Kapolsek Leces, AKP A Gandi melalui Kanit Reskrim, mengatakan bahwa pihaknya membantu Resmob Pasuruan Kota, Reskrim Malang Kota dalam proses penangkapan pelaku Curat (pencurian dengan pemberatan) tersebut.

“Pelaku ada tiga orang yang hendak keluar dari tol Leces, dengan mengendarai mobil Mobilio warna putih dengan nopol N 1721 FQ. Kawanan pelaku terpaksa kami lumpuhkan,” kata Aipda Aprianto, Selasa (23/03) tadi.

Aprianto menambahkan, kronologi kejadian berlangsung sekitar pukul 23.30, saat dirinya bersama empat anggota Polsek Leces, mendapat informasi dan langsung stand by di pintu exit tol Leces, yang diduga akan menjadi pelarian kawanan pelaku ke arah timur wilayah Probolinggo.

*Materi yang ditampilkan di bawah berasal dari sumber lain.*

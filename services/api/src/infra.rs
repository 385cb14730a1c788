use chrono::NaiveDate;
use metrics_exporter_prometheus::PrometheusHandle;
use std::collections::HashMap;
use std::sync::atomic::AtomicBool;
use std::sync::{Arc, Mutex};

use loanflow::workflows::underwriting::{
    ApplicationId, ApplicationStatus, DecisionRecord, EventError, EventPublisher, QueueItem,
    QueueItemId, QueueStatus, Stipulation, StipulationId, StoreError, UnderwritingEvent,
    UnderwritingStore,
};

#[derive(Clone)]
pub(crate) struct AppState {
    pub(crate) readiness: Arc<AtomicBool>,
    pub(crate) metrics: Arc<PrometheusHandle>,
}

#[derive(Default)]
struct StoreInner {
    queue: HashMap<QueueItemId, QueueItem>,
    decisions: HashMap<ApplicationId, DecisionRecord>,
    stipulations: HashMap<StipulationId, Stipulation>,
    application_statuses: HashMap<ApplicationId, ApplicationStatus>,
}

/// Process-local store backing the service until the SQL adapter lands.
/// Honors the same version compare-and-swap contract the trait documents.
#[derive(Default, Clone)]
pub(crate) struct InMemoryUnderwritingStore {
    inner: Arc<Mutex<StoreInner>>,
}

impl InMemoryUnderwritingStore {
    pub(crate) fn application_status(&self, id: &ApplicationId) -> Option<ApplicationStatus> {
        let guard = self.inner.lock().expect("store mutex poisoned");
        guard.application_statuses.get(id).copied()
    }
}

impl UnderwritingStore for InMemoryUnderwritingStore {
    fn insert_queue_item(&self, item: QueueItem) -> Result<QueueItem, StoreError> {
        let mut guard = self.inner.lock().expect("store mutex poisoned");
        if guard.queue.contains_key(&item.id) {
            return Err(StoreError::Conflict);
        }
        guard.queue.insert(item.id.clone(), item.clone());
        Ok(item)
    }

    fn update_queue_item(&self, mut item: QueueItem) -> Result<QueueItem, StoreError> {
        let mut guard = self.inner.lock().expect("store mutex poisoned");
        let stored = guard.queue.get(&item.id).ok_or(StoreError::NotFound)?;
        if stored.version != item.version {
            return Err(StoreError::Conflict);
        }
        item.version += 1;
        guard.queue.insert(item.id.clone(), item.clone());
        Ok(item)
    }

    fn fetch_queue_item(&self, id: &QueueItemId) -> Result<Option<QueueItem>, StoreError> {
        let guard = self.inner.lock().expect("store mutex poisoned");
        Ok(guard.queue.get(id).cloned())
    }

    fn pending_queue(&self, limit: usize) -> Result<Vec<QueueItem>, StoreError> {
        let guard = self.inner.lock().expect("store mutex poisoned");
        Ok(guard
            .queue
            .values()
            .filter(|item| item.status == QueueStatus::Pending)
            .take(limit)
            .cloned()
            .collect())
    }

    fn insert_decision(&self, record: DecisionRecord) -> Result<DecisionRecord, StoreError> {
        let mut guard = self.inner.lock().expect("store mutex poisoned");
        if guard.decisions.contains_key(&record.application_id) {
            return Err(StoreError::Conflict);
        }
        guard
            .decisions
            .insert(record.application_id.clone(), record.clone());
        Ok(record)
    }

    fn fetch_decision(
        &self,
        application_id: &ApplicationId,
    ) -> Result<Option<DecisionRecord>, StoreError> {
        let guard = self.inner.lock().expect("store mutex poisoned");
        Ok(guard.decisions.get(application_id).cloned())
    }

    fn insert_stipulations(
        &self,
        stipulations: Vec<Stipulation>,
    ) -> Result<Vec<Stipulation>, StoreError> {
        let mut guard = self.inner.lock().expect("store mutex poisoned");
        for stipulation in &stipulations {
            if guard.stipulations.contains_key(&stipulation.id) {
                return Err(StoreError::Conflict);
            }
        }
        for stipulation in &stipulations {
            guard
                .stipulations
                .insert(stipulation.id.clone(), stipulation.clone());
        }
        Ok(stipulations)
    }

    fn update_stipulation(&self, mut stipulation: Stipulation) -> Result<Stipulation, StoreError> {
        let mut guard = self.inner.lock().expect("store mutex poisoned");
        let stored = guard
            .stipulations
            .get(&stipulation.id)
            .ok_or(StoreError::NotFound)?;
        if stored.version != stipulation.version {
            return Err(StoreError::Conflict);
        }
        stipulation.version += 1;
        guard
            .stipulations
            .insert(stipulation.id.clone(), stipulation.clone());
        Ok(stipulation)
    }

    fn fetch_stipulation(&self, id: &StipulationId) -> Result<Option<Stipulation>, StoreError> {
        let guard = self.inner.lock().expect("store mutex poisoned");
        Ok(guard.stipulations.get(id).cloned())
    }

    fn stipulations_for(
        &self,
        application_id: &ApplicationId,
    ) -> Result<Vec<Stipulation>, StoreError> {
        let guard = self.inner.lock().expect("store mutex poisoned");
        Ok(guard
            .stipulations
            .values()
            .filter(|stipulation| &stipulation.application_id == application_id)
            .cloned()
            .collect())
    }

    fn set_application_status(
        &self,
        application_id: &ApplicationId,
        status: ApplicationStatus,
    ) -> Result<(), StoreError> {
        let mut guard = self.inner.lock().expect("store mutex poisoned");
        guard
            .application_statuses
            .insert(application_id.clone(), status);
        Ok(())
    }
}

/// Event sink that keeps the emitted history for demos and inspection.
#[derive(Default, Clone)]
pub(crate) struct InMemoryEventPublisher {
    events: Arc<Mutex<Vec<UnderwritingEvent>>>,
}

impl InMemoryEventPublisher {
    pub(crate) fn events(&self) -> Vec<UnderwritingEvent> {
        self.events.lock().expect("event mutex poisoned").clone()
    }
}

impl EventPublisher for InMemoryEventPublisher {
    fn publish(&self, event: UnderwritingEvent) -> Result<(), EventError> {
        let mut guard = self.events.lock().expect("event mutex poisoned");
        guard.push(event);
        Ok(())
    }
}

pub(crate) fn parse_date(raw: &str) -> Result<NaiveDate, String> {
    NaiveDate::parse_from_str(raw.trim(), "%Y-%m-%d")
        .map_err(|err| format!("failed to parse '{raw}' as YYYY-MM-DD ({err})"))
}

“Ketika pelaku sudah mendekati portal exit tol Leces, kami langsung blokade pintu keluar dengan memarkir mobil anggota,” tegasnya.

Pelaku ketika dikepung, tambahnya, tidak langsung keluar dari mobilnya. Sehingga, petugas terpaksa memberikan tembakan peringatan agar pelaku keluar dari mobil.

Mendengar suara senjata petugas, ketiga pelaku akhir keluar dari mobilnya dan dengan sigap petugas melumpuhkannya dengan mengikat tangannya.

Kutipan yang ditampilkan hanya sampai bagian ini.